The primary outcome was defined in the study abstract as “major kidney disease events, a composite of the onset of kidney failure… at least a 50% reduction in the estimated glomerular filtration rate from baseline, or death from kidney-related or cardiovascular causes”.
Results showed that the risk of a primary-outcome event was 24% lower in the semaglutide group than in the placebo group (331 versus 410 first events; hazard ratio, 0.76; 95% confidence interval [CI], 0.66–0.88; P=0.0003).
The results were similar for a composite of the kidney-specific components of the primary outcome (hazard ratio, 0.79; 95% CI, 0.66–0.94) and for death from cardiovascular causes (hazard ratio, 0.71; 95% CI, 0.56–0.89).
In addition, serious adverse events were reported in a slightly lower percentage of participants in the semaglutide group than in the placebo group (49.6% vs. 53.8%).
The study’s authors concluded: “Semaglutide reduced the risk of clinically important kidney outcomes and death from cardiovascular causes in patients with T2DM and CKD.”
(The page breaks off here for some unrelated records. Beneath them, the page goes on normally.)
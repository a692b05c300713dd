//! vCenter/ESXi session setup.
//!
//! [`initialize`] validates requirements before any network traffic, builds
//! one HTTP client with the configured TLS policy, then logs in to the
//! vim25 SOAP API and the Automation REST API with the same credentials.
//! Login failures are classified into [`InventoryError`] variants that name
//! the endpoint and user.
//!
//! The returned [`Session`] logs out of both APIs when dropped, on every
//! exit path. Logout failures are logged at `debug` and never surfaced.

use reqwest::blocking::Client;
use std::time::Duration;

use vm_inventory_core::backend::{AutomationApi, BackendError, VimApi};
use vm_inventory_core::InventoryError;

use crate::rest::RestClient;
use crate::vim::VimClient;

/// HTTP client component and the version this build links.
///
/// The version mirrors the `reqwest` requirement in `Cargo.toml`, so the
/// gate in [`check_requirements`] always passes for [`Capabilities::detect`].
/// It only rejects capabilities supplied by an embedding caller.
pub const HTTP_CLIENT: &str = "reqwest";
pub const HTTP_CLIENT_VERSION: &str = "0.12";
/// Oldest supported HTTP client `(major, minor)`.
pub const MIN_HTTP_CLIENT_VERSION: (u32, u32) = (0, 12);

const REQUEST_TIMEOUT: Duration = Duration::from_secs(120);

/// Resolved connection options.
#[derive(Debug, Clone, PartialEq)]
pub struct ConnectionContext {
    pub hostname: String,
    pub username: String,
    pub password: String,
    pub port: u16,
    pub validate_certs: bool,
    pub with_tags: bool,
}

impl ConnectionContext {
    /// `hostname:port`, as shown in diagnostics.
    pub fn endpoint(&self) -> String {
        format!("{}:{}", self.hostname, self.port)
    }
}

/// Client components available to this build.
#[derive(Debug, Clone, PartialEq)]
pub struct Capabilities {
    /// Version string of the HTTP client, `None` when absent.
    pub http_client: Option<String>,
    /// vim25 enumeration client.
    pub enumeration: bool,
    /// Automation tagging client.
    pub tagging: bool,
}

impl Capabilities {
    pub fn detect() -> Self {
        Self {
            http_client: Some(HTTP_CLIENT_VERSION.to_string()),
            enumeration: true,
            tagging: cfg!(feature = "tagging"),
        }
    }
}

/// Parse the leading `major.minor` of a version string.
pub fn parse_version(version: &str) -> Option<(u32, u32)> {
    let mut parts = version.trim().split('.');
    let major = parts.next()?.parse().ok()?;
    let minor = parts
        .next()?
        .chars()
        .take_while(|c| c.is_ascii_digit())
        .collect::<String>()
        .parse()
        .ok()?;
    Some((major, minor))
}

/// Check components, client version, and required options.
pub fn check_requirements(
    ctx: &ConnectionContext,
    caps: &Capabilities,
) -> Result<(), InventoryError> {
    let Some(version) = caps.http_client.as_deref() else {
        return Err(InventoryError::MissingDependency {
            component: HTTP_CLIENT.to_string(),
            hint: "Rebuild with the default HTTP client enabled.".to_string(),
        });
    };
    if !caps.enumeration {
        return Err(InventoryError::MissingDependency {
            component: "vim25 client".to_string(),
            hint: "VM enumeration is unavailable in this build.".to_string(),
        });
    }
    if ctx.with_tags && !caps.tagging {
        return Err(InventoryError::MissingDependency {
            component: "vSphere Automation tagging client".to_string(),
            hint: "Rebuild with the `tagging` feature or set with_tags: false.".to_string(),
        });
    }

    let found = parse_version(version).ok_or_else(|| InventoryError::VersionParse {
        component: HTTP_CLIENT.to_string(),
        found: version.to_string(),
    })?;
    if found < MIN_HTTP_CLIENT_VERSION {
        return Err(InventoryError::UnsupportedVersion {
            component: HTTP_CLIENT.to_string(),
            required: format!("{}.{}", MIN_HTTP_CLIENT_VERSION.0, MIN_HTTP_CLIENT_VERSION.1),
            found: version.to_string(),
        });
    }

    if ctx.hostname.is_empty() || ctx.username.is_empty() || ctx.password.is_empty() {
        return Err(InventoryError::MissingRequired);
    }
    Ok(())
}

/// Blocking HTTP client with the requested certificate policy.
pub fn build_http_client(validate_certs: bool) -> Result<Client, BackendError> {
    let mut builder = Client::builder().timeout(REQUEST_TIMEOUT);
    if !validate_certs {
        tracing::warn!("TLS certificate validation is disabled for the vSphere connection");
        builder = builder.danger_accept_invalid_certs(true);
    }
    builder
        .build()
        .map_err(|e| BackendError::Transport(e.to_string()))
}

/// Map a login-time backend failure onto the run-level taxonomy.
pub fn login_error(ctx: &ConnectionContext, err: BackendError) -> InventoryError {
    let endpoint = ctx.endpoint();
    let username = ctx.username.clone();
    match err {
        BackendError::InvalidLogin(message) => InventoryError::InvalidLogin {
            endpoint,
            username,
            message,
        },
        BackendError::NoPermission(message) => InventoryError::NoPermission {
            endpoint,
            username,
            message,
        },
        BackendError::InvalidRequest(message) => InventoryError::MalformedRequest {
            endpoint,
            username,
            message,
        },
        BackendError::Transport(message) => InventoryError::Connectivity {
            endpoint,
            username,
            message,
        },
        other => InventoryError::UnknownBackend {
            endpoint,
            username,
            message: other.to_string(),
        },
    }
}

/// Both API sessions of one run.
pub struct Session {
    vim: VimClient,
    rest: RestClient,
}

impl Session {
    pub fn vim(&self) -> &dyn VimApi {
        &self.vim
    }

    pub fn automation(&self) -> &dyn AutomationApi {
        &self.rest
    }
}

impl Drop for Session {
    fn drop(&mut self) {
        if let Err(e) = self.rest.logout() {
            tracing::debug!("REST logout failed: {}", e);
        }
        if let Err(e) = self.vim.logout() {
            tracing::debug!("vim25 logout failed: {}", e);
        }
    }
}

/// Validate requirements and log in to both APIs.
pub fn initialize(ctx: &ConnectionContext, caps: &Capabilities) -> Result<Session, InventoryError> {
    check_requirements(ctx, caps)?;

    let http = build_http_client(ctx.validate_certs).map_err(|e| login_error(ctx, e))?;
    let null_session = || InventoryError::NullSession {
        endpoint: ctx.endpoint(),
        username: ctx.username.clone(),
    };

    let vim = VimClient::login(http.clone(), ctx)
        .map_err(|e| login_error(ctx, e))?
        .ok_or_else(null_session)?;

    let rest = match RestClient::login(http, ctx) {
        Ok(Some(rest)) => rest,
        Ok(None) => {
            logout_quietly(&vim);
            return Err(null_session());
        }
        Err(e) => {
            logout_quietly(&vim);
            return Err(login_error(ctx, e));
        }
    };

    tracing::info!(endpoint = %ctx.endpoint(), user = %ctx.username, "connected to vSphere");
    Ok(Session { vim, rest })
}

fn logout_quietly(vim: &VimClient) {
    if let Err(e) = vim.logout() {
        tracing::debug!("vim25 logout failed: {}", e);
    }
}

#[cfg(test)]
mod tests {
    use super::*;

    fn ctx() -> ConnectionContext {
        ConnectionContext {
            hostname: "vc.lab".to_string(),
            username: "administrator@vsphere.local".to_string(),
            password: "secret".to_string(),
            port: 443,
            validate_certs: true,
            with_tags: false,
        }
    }

    fn caps() -> Capabilities {
        Capabilities {
            http_client: Some("0.12".to_string()),
            enumeration: true,
            tagging: true,
        }
    }

    #[test]
    fn test_http_client_version_matches_manifest() {
        let manifest = include_str!("../Cargo.toml");
        let requirement = format!("reqwest = {{ version = \"{}\"", HTTP_CLIENT_VERSION);
        assert!(
            manifest.contains(&requirement),
            "expected `{}` in Cargo.toml",
            requirement
        );
    }

    #[test]
    fn test_parse_version() {
        assert_eq!(parse_version("0.12"), Some((0, 12)));
        assert_eq!(parse_version("2.31.0"), Some((2, 31)));
        assert_eq!(parse_version("1.4rc1"), Some((1, 4)));
        assert_eq!(parse_version("latest"), None);
        assert_eq!(parse_version("3"), None);
    }

    #[test]
    fn test_requirements_pass() {
        assert!(check_requirements(&ctx(), &caps()).is_ok());
        assert!(check_requirements(&ctx(), &Capabilities::detect()).is_ok());
    }

    #[test]
    fn test_missing_http_client() {
        let mut c = caps();
        c.http_client = None;
        let err = check_requirements(&ctx(), &c).unwrap_err();
        assert!(matches!(
            err,
            InventoryError::MissingDependency { ref component, .. } if component == HTTP_CLIENT
        ));
    }

    #[test]
    fn test_missing_tagging_only_matters_with_tags() {
        let mut c = caps();
        c.tagging = false;
        assert!(check_requirements(&ctx(), &c).is_ok());

        let mut tagged = ctx();
        tagged.with_tags = true;
        let err = check_requirements(&tagged, &c).unwrap_err();
        assert!(matches!(err, InventoryError::MissingDependency { .. }));
    }

    #[test]
    fn test_old_or_unparsable_version() {
        let mut c = caps();
        c.http_client = Some("0.11.27".to_string());
        let err = check_requirements(&ctx(), &c).unwrap_err();
        assert_eq!(
            err.to_string(),
            "'reqwest' version should be >= 0.12, found: 0.11.27"
        );

        c.http_client = Some("dev".to_string());
        assert!(matches!(
            check_requirements(&ctx(), &c),
            Err(InventoryError::VersionParse { .. })
        ));
    }

    #[test]
    fn test_missing_required_fields() {
        for blank in ["hostname", "username", "password"] {
            let mut c = ctx();
            match blank {
                "hostname" => c.hostname.clear(),
                "username" => c.username.clear(),
                _ => c.password.clear(),
            }
            assert!(matches!(
                check_requirements(&c, &caps()),
                Err(InventoryError::MissingRequired)
            ));
        }
    }

    #[test]
    fn test_login_error_mapping_names_endpoint_and_user() {
        let err = login_error(&ctx(), BackendError::InvalidLogin("bad password".to_string()));
        let text = err.to_string();
        assert!(matches!(err, InventoryError::InvalidLogin { .. }));
        assert!(text.contains("vc.lab:443"));
        assert!(text.contains("administrator@vsphere.local"));

        assert!(matches!(
            login_error(&ctx(), BackendError::NoPermission(String::new())),
            InventoryError::NoPermission { .. }
        ));
        assert!(matches!(
            login_error(&ctx(), BackendError::InvalidRequest(String::new())),
            InventoryError::MalformedRequest { .. }
        ));
        assert!(matches!(
            login_error(&ctx(), BackendError::Transport("refused".to_string())),
            InventoryError::Connectivity { .. }
        ));
        assert!(matches!(
            login_error(&ctx(), BackendError::Http { status: 502, body: String::new() }),
            InventoryError::UnknownBackend { .. }
        ));
    }

    #[test]
    fn test_build_http_client_both_policies() {
        assert!(build_http_client(true).is_ok());
        assert!(build_http_client(false).is_ok());
    }

    #[test]
    fn test_unreachable_host_is_connectivity_error() {
        let mut c = ctx();
        c.hostname = "127.0.0.1".to_string();
        c.port = 1;
        let err = match initialize(&c, &caps()) {
            Ok(_) => panic!("login to a closed port succeeded"),
            Err(e) => e,
        };
        assert!(matches!(err, InventoryError::Connectivity { .. }), "{:?}", err);
    }
}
Commenting on the trial, Clare Morlidge, a consultant renal pharmacist and deputy chair of the UK Renal Pharmacy Group, said: “CKD is predicted to be the fifth largest cause of mortality by 2040 and so slowing progression of CKD and reducing cardiovascular mortality will reduce NHS spend and is hugely important for patients.
“This is a really important trial in patients with T2DM, and will be another medication in the cupboard for slowing the progression of CKD.
“Its use alongside ACEi/ARB, SGLT2 inhibitors and mineralocorticoid antagonists will help form the pillars of treatment for delaying the progression of CKD and reducing cardiovascular mortality.”
Aisling McMahon, executive director of research at Kidney Research UK, said: “The results of the FLOW trial indicate semaglutide could improve quality of life for patients living with diabetes and CKD because they might be able to delay or avoid needing dialysis or transplantation, but importantly, it also showed that it reduced the risk of death from any cause.
“Hopefully this is just the beginning — we would love to see further research involving patients with non-diabetic chronic kidney disease who may benefit from this.”